(Collected data entries)
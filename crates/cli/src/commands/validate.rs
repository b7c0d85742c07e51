//! `validate` command implementation.

use anyhow::{Context, Result};
use contracts::{PolicyFlag, SessionConfig, SinkType, TransportKind};
use serde::Serialize;
use tracing::info;

use crate::cli::ValidateArgs;

/// Validation result for JSON output
#[derive(Serialize)]
struct ValidationResult {
    valid: bool,
    config_path: String,
    #[serde(skip_serializing_if = "Option::is_none")]
    error: Option<String>,
    #[serde(skip_serializing_if = "Option::is_none")]
    warnings: Option<Vec<String>>,
    #[serde(skip_serializing_if = "Option::is_none")]
    summary: Option<ConfigSummary>,
}

#[derive(Serialize)]
struct ConfigSummary {
    version: String,
    transport: String,
    policies: Vec<String>,
    query_key_count: usize,
    sink_count: usize,
}

/// Execute the `validate` command
pub fn run_validate(args: &ValidateArgs) -> Result<()> {
    info!(config = %args.config.display(), "Validating configuration");

    let result = validate_config(args);

    if args.json {
        let json = serde_json::to_string_pretty(&result)
            .context("Failed to serialize validation result")?;
        println!("{}", json);
    } else {
        print_validation_result(&result);
    }

    if result.valid {
        Ok(())
    } else {
        anyhow::bail!("Configuration validation failed")
    }
}

fn validate_config(args: &ValidateArgs) -> ValidationResult {
    let config_path = args.config.display().to_string();

    if !args.config.exists() {
        return ValidationResult {
            valid: false,
            config_path,
            error: Some(format!("File not found: {}", args.config.display())),
            warnings: None,
            summary: None,
        };
    }

    match config_loader::ConfigLoader::load_from_path(&args.config) {
        Ok(session) => {
            let warnings = collect_warnings(&session);

            ValidationResult {
                valid: true,
                config_path,
                error: None,
                warnings: if warnings.is_empty() {
                    None
                } else {
                    Some(warnings)
                },
                summary: Some(ConfigSummary {
                    version: format!("{:?}", session.version),
                    transport: session.transport.kind.as_str().to_string(),
                    policies: session
                        .policy_mask()
                        .flags()
                        .map(|flag| flag.as_str().to_string())
                        .collect(),
                    query_key_count: session.query_keys.len(),
                    sink_count: session.sinks.len(),
                }),
            }
        }
        Err(e) => ValidationResult {
            valid: false,
            config_path,
            error: Some(e.to_string()),
            warnings: None,
            summary: None,
        },
    }
}

/// Collect configuration warnings (non-fatal issues)
fn collect_warnings(session: &SessionConfig) -> Vec<String> {
    let mut warnings = Vec::new();

    if session.sinks.is_empty() {
        warnings.push("No sinks configured - notifications will only be counted".to_string());
    }

    let mask = session.policy_mask();
    if session.connection.grow_image_pool && mask.contains(PolicyFlag::Images) {
        warnings.push(
            "connection.grow_image_pool is set - the image pool has no upper bound".to_string(),
        );
    }

    let expected = if mask.contains(PolicyFlag::RawImages) { 4 } else { 2 };
    if mask.contains(PolicyFlag::Images) && session.connection.image_buffer_len < expected {
        warnings.push(format!(
            "connection.image_buffer_len ({}) is smaller than one frame of images ({expected})",
            session.connection.image_buffer_len
        ));
    }

    if session.transport.kind == TransportKind::Mock && session.transport.replay_path.is_some() {
        warnings.push("transport.replay_path is ignored by the mock transport".to_string());
    }

    for sink in &session.sinks {
        if sink.sink_type == SinkType::File && !sink.params.contains_key("base_path") {
            warnings.push(format!(
                "File sink '{}' has no 'base_path' parameter - writing under ./output",
                sink.name
            ));
        }
    }

    warnings
}

fn print_validation_result(result: &ValidationResult) {
    if result.valid {
        println!("✓ Configuration is valid: {}", result.config_path);

        if let Some(ref summary) = result.summary {
            println!("\n  Version: {}", summary.version);
            println!("  Transport: {}", summary.transport);
            println!("  Policies: {}", summary.policies.join(", "));
            println!("  Query keys: {}", summary.query_key_count);
            println!("  Sinks: {}", summary.sink_count);
        }

        if let Some(ref warnings) = result.warnings {
            println!("\n⚠ Warnings:");
            for warning in warnings {
                println!("  - {}", warning);
            }
        }
    } else {
        println!("✗ Configuration is invalid: {}", result.config_path);
        if let Some(ref error) = result.error {
            println!("\n  Error: {}", error);
        }
    }
}

#[cfg(test)]
mod tests {
    use super::*;
    use std::io::Write;

    fn args_for(content: &str) -> (tempfile::NamedTempFile, ValidateArgs) {
        let mut file = tempfile::Builder::new().suffix(".toml").tempfile().unwrap();
        file.write_all(content.as_bytes()).unwrap();
        let args = ValidateArgs {
            config: file.path().to_path_buf(),
            json: true,
        };
        (file, args)
    }

    #[test]
    fn test_valid_config_with_warnings() {
        let (_file, args) = args_for(
            r#"
policies = ["images"]

[transport]
kind = "mock"
"#,
        );
        let result = validate_config(&args);
        assert!(result.valid);
        let warnings = result.warnings.unwrap();
        assert!(warnings.iter().any(|w| w.contains("No sinks")));
        assert_eq!(result.summary.unwrap().policies, vec!["images".to_string()]);
    }

    #[test]
    fn test_invalid_config() {
        let (_file, args) = args_for(
            r#"
[transport]
kind = "replay"
"#,
        );
        let result = validate_config(&args);
        assert!(!result.valid);
        assert!(result.error.unwrap().contains("replay_path"));
    }

    #[test]
    fn test_missing_file() {
        let args = ValidateArgs {
            config: "does/not/exist.toml".into(),
            json: false,
        };
        assert!(run_validate(&args).is_err());
    }
}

**What is needed:** Among the lines of the records above, count those containing the word "version", then give the number by itself.

**Answer to the exercise:** 3